Семнадцать статей из девятнадцати, включенных в настоящее издание, печатаются в советское время впервые.
Наиболее известные статьи Михайловского — ‘Десница и шуйца Льва Толстого’ (1875), ‘Жестокий талант’ (1882, о Достоевском), ‘О Тургеневе’ (1883), ‘О Всеволоде Гаршине’ (1885), ‘Г. И. Успенский как писатель и человек’ (1888, 1902) — не включены в сборник, так как они дважды печатались в советских изданиях Н. К. Михайловского Литературно-критические статьи. М., 1957, Статьи о русской литературе. Л., 1989.
Все статьи печатаются по последнему прижизненному изданию, в случае необходимости проведена сверка текстов по другим источникам.
Написание собственных имен дано в современной транскрипции (Золя, Ницше).
Ссылки на собрания сочинений Н. К. Михайловского даны по принципу, указанному в сноске 10 к вступительной статье (с. 11).

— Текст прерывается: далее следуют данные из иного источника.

//! Strongly-typed job identifiers.
//!
//! Identifiers are either caller-supplied (recurring jobs use stable, well-known
//! names) or generated: 10 random bytes from the OS RNG rendered as 16 lowercase
//! base32 characters, which keeps them URL-safe and case-stable.

use core::str::FromStr;

use rand::RngCore;
use rand::rngs::OsRng;
use serde::{Deserialize, Serialize};

use crate::error::DomainError;

/// Number of random bytes behind a generated identifier.
pub const UID_RANDOM_BYTES: usize = 10;

/// Length of a generated identifier (80 bits, 5 bits per character).
pub const UID_LEN: usize = 16;

const UID_ALPHABET: &[u8; 32] = b"0123456789abcdefghijklmnopqrstuv";

/// Identifier of a job record.
#[derive(Debug, Clone, PartialEq, Eq, Hash, PartialOrd, Ord, Serialize, Deserialize)]
#[serde(transparent)]
pub struct JobUid(String);

impl JobUid {
    /// Generate a fresh random identifier.
    pub fn generate() -> Self {
        let mut bytes = [0u8; UID_RANDOM_BYTES];
        OsRng.fill_bytes(&mut bytes);
        Self(encode_base32(&bytes))
    }

    pub fn as_str(&self) -> &str {
        &self.0
    }

    pub fn is_empty(&self) -> bool {
        self.0.is_empty()
    }

    pub fn into_inner(self) -> String {
        self.0
    }
}

impl core::fmt::Display for JobUid {
    fn fmt(&self, f: &mut core::fmt::Formatter<'_>) -> core::fmt::Result {
        f.write_str(&self.0)
    }
}

impl AsRef<str> for JobUid {
    fn as_ref(&self) -> &str {
        &self.0
    }
}

impl core::borrow::Borrow<str> for JobUid {
    fn borrow(&self) -> &str {
        &self.0
    }
}

impl From<String> for JobUid {
    fn from(value: String) -> Self {
        Self(value)
    }
}

impl From<&str> for JobUid {
    fn from(value: &str) -> Self {
        Self(value.to_string())
    }
}

impl From<JobUid> for String {
    fn from(value: JobUid) -> Self {
        value.0
    }
}

impl FromStr for JobUid {
    type Err = DomainError;

    fn from_str(s: &str) -> Result<Self, Self::Err> {
        if s.trim().is_empty() {
            return Err(DomainError::validation("job uid must not be empty"));
        }
        Ok(Self(s.to_string()))
    }
}

fn encode_base32(bytes: &[u8]) -> String {
    let mut out = String::with_capacity((bytes.len() * 8).div_ceil(5));
    let mut buffer: u32 = 0;
    let mut bits: u32 = 0;

    for &byte in bytes {
        buffer = (buffer << 8) | u32::from(byte);
        bits += 8;
        while bits >= 5 {
            bits -= 5;
            out.push(UID_ALPHABET[((buffer >> bits) & 0x1f) as usize] as char);
        }
        buffer &= (1 << bits) - 1;
    }

    if bits > 0 {
        out.push(UID_ALPHABET[((buffer << (5 - bits)) & 0x1f) as usize] as char);
    }

    out
}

Тексты и примечания к ним подготовлены М. Г. Петровой (‘О народной литературе и Н. Н. Златовратском’, ‘О Ф. М. Решетникове’, ‘Из полемики с Достоевским’, ‘Гамлетизированные поросята’, ‘Литературные воспоминания’, ‘Русское отражение французского символизма’, ‘Памяти Тургенева’, ‘И еще о Ницше’, ‘Памяти Ярошенко’, ‘Рассказы’ Леонида Андреева’, ‘О повестях и рассказах гг. Горького и Чехова’, ‘О Достоевском и г. Мережковском’), В. Г. Хоросом с участием В. В. Хороса (‘О ‘Бесах’ Достоевского’, ‘Из литературных и журнальных заметок 1874 года’, ‘О Шиллере и о многом другом’, ‘Новь’, ‘Н. В. Шелгунов’, ‘О Л. Н. Толстом и художественных выставках’, ‘Еще об искусстве и гр. Толстом’).
О ШИЛЛЕРЕ И О МНОГОМ ДРУГОМ
Впервые — ‘Отеч. зап.’, 1876, No 4, в цикле ‘Записки профана’. Печатается по тексту: Михайловский Н. К. Соч., III, 709—738.

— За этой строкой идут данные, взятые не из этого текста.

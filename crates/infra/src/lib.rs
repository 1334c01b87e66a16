//! Infrastructure layer of the job scheduler: storage, distributed locking,
//! pub/sub transports, configuration and the scheduler engine itself.

pub mod config;
pub mod event_bus;
pub mod jobs;
pub mod lock;

pub use config::SchedulerConfig;
pub use jobs::{
    Executor, ExecutorError, Handler, HandlerError, InMemoryJobStore, JobContext, JobStore,
    JobStoreError, PostgresJobStore, ProgressReporter, Scheduler, SchedulerError, SchedulerSignal,
    handler_fn,
};
pub use lock::{DistributedMutex, GLOBAL_LOCK_NAME, InMemoryMutexManager, LockError, MutexManager};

1 Полетика Василий Анатольевич (ум. в 1888) — журналист и общественный деятель. Вел борьбу с фритредерским направлением в русской печати.
2 Маркевич Болеслав Михайлович (1822—1884) — романист, резко критиковавший радикальные течения. Сотрудник журнала ‘Русский вестник’.
Авсеенко Василий Григорьевич (1842—1913) — литературный критик и писатель. Также сотрудничал в ‘Русском вестнике’.
3 Речь идет о статье Михайловского из цикла ‘Вперемежку’, опубликованной в ‘Отечественных записках’ в 1876 г., в ней упоминался роман Достоевского ‘Подросток’ и содержалась полемика со взглядами писателя (см. IV, 211—214, 220—222).
4 ‘Киевский телеграф’ — политическая и литературная газета (1859—1876), выходившая сначала два, а затем, с 1864 г., три раза в неделю. К газете иногда добавлялись литературные приложения.
‘Санкт-Петербургские ведомости’ — газета, выходившая почти два столетия (1728—1917). В середине 70-х гг. газета отошла от активной защиты реформ 60-х гг. и превратилась в неопределенное по направлению издание.
5 Журналисты ‘Санкт-Петербургских ведомостей’, владельцем которой был Р. П. Баймаков, а редактором — граф Е. А. Сальяс, ведавшие делами газеты до 1877 г.
6 Известный русский философ В. С. Соловьев в своих эстетических сочинениях обосновывал тезис Ф. М. Достоевского о том, что ‘красота спасет мир’.
7 Имеются в виду французские энциклопедисты (Ф. Вольтер, Д. Дидро, Д’Аламбер и др.) и лидеры Великой французской революции (Ж. Дантон, К. Демулен, М. Робеспьер и пр.).
8 Имеется в виду трактат Ж.-Ж. Руссо ‘Способствовало ли возрождение наук и искусств очищению нравов’ (1750).
9 Литературный псевдоним середины 70-х гг. русского критика В. Г. Авсеенко.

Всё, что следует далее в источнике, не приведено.